I have decided to live my life. Really live it. At the ripe old age of 44.

Where was I before? I think I was sleeping.

“The universe will show you the way you need to go,” said a friend to me many years ago.

And it is true. The universe shows the way, and it blocks the way, and the whole time you think that it’s you.

But maybe I wouldn’t hear it.

For how many times did I bang my head against the wall?

I thought there was something wrong with me, when I failed at things I was supposed to master.

To understand, understand that I grew up with the Holocaust as though it were a sister.

Try to visualize this: A respected, well-educated woman, hauled into the town square and raped before the whole town, not once but in an orgy, not by a few lone wolves but by a mass of recruited participants, who included the priests; not in a single nightmare of a night but over the course of many.

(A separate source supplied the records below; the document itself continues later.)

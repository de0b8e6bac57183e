//! Wallet launch orchestration
//!
//! Decides on every start whether the wallet is new, intact, or broken, brings up the
//! wallet engine and routes the user to the right first screen.

pub mod app;
pub mod config;
pub mod scan;
pub mod wallet;

// Re-export commonly used types
pub use app::{AppSnapshot, Collaborators, LaunchOrchestrator, UserAction};
pub use config::AppConfig;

That happened, and I only found out this year because somebody wrote a scholarly article about it and my cousin sent it to me on Facebook. As it turns out my Zayde was on the burial committee for the Jews who were bludgeoned with shovels and massacred in a field not far away and not long afterward.

The legacy of years of destruction like that was physical, obviously, for the survivors. It was emotional as well – I can tell you that for my father’s parents (may they rest in peace), there was no such thing as discussing that time until they neared their very end. It was spiritual, because we could never look at things quite the same way again. Some of us couldn’t even look at G-d.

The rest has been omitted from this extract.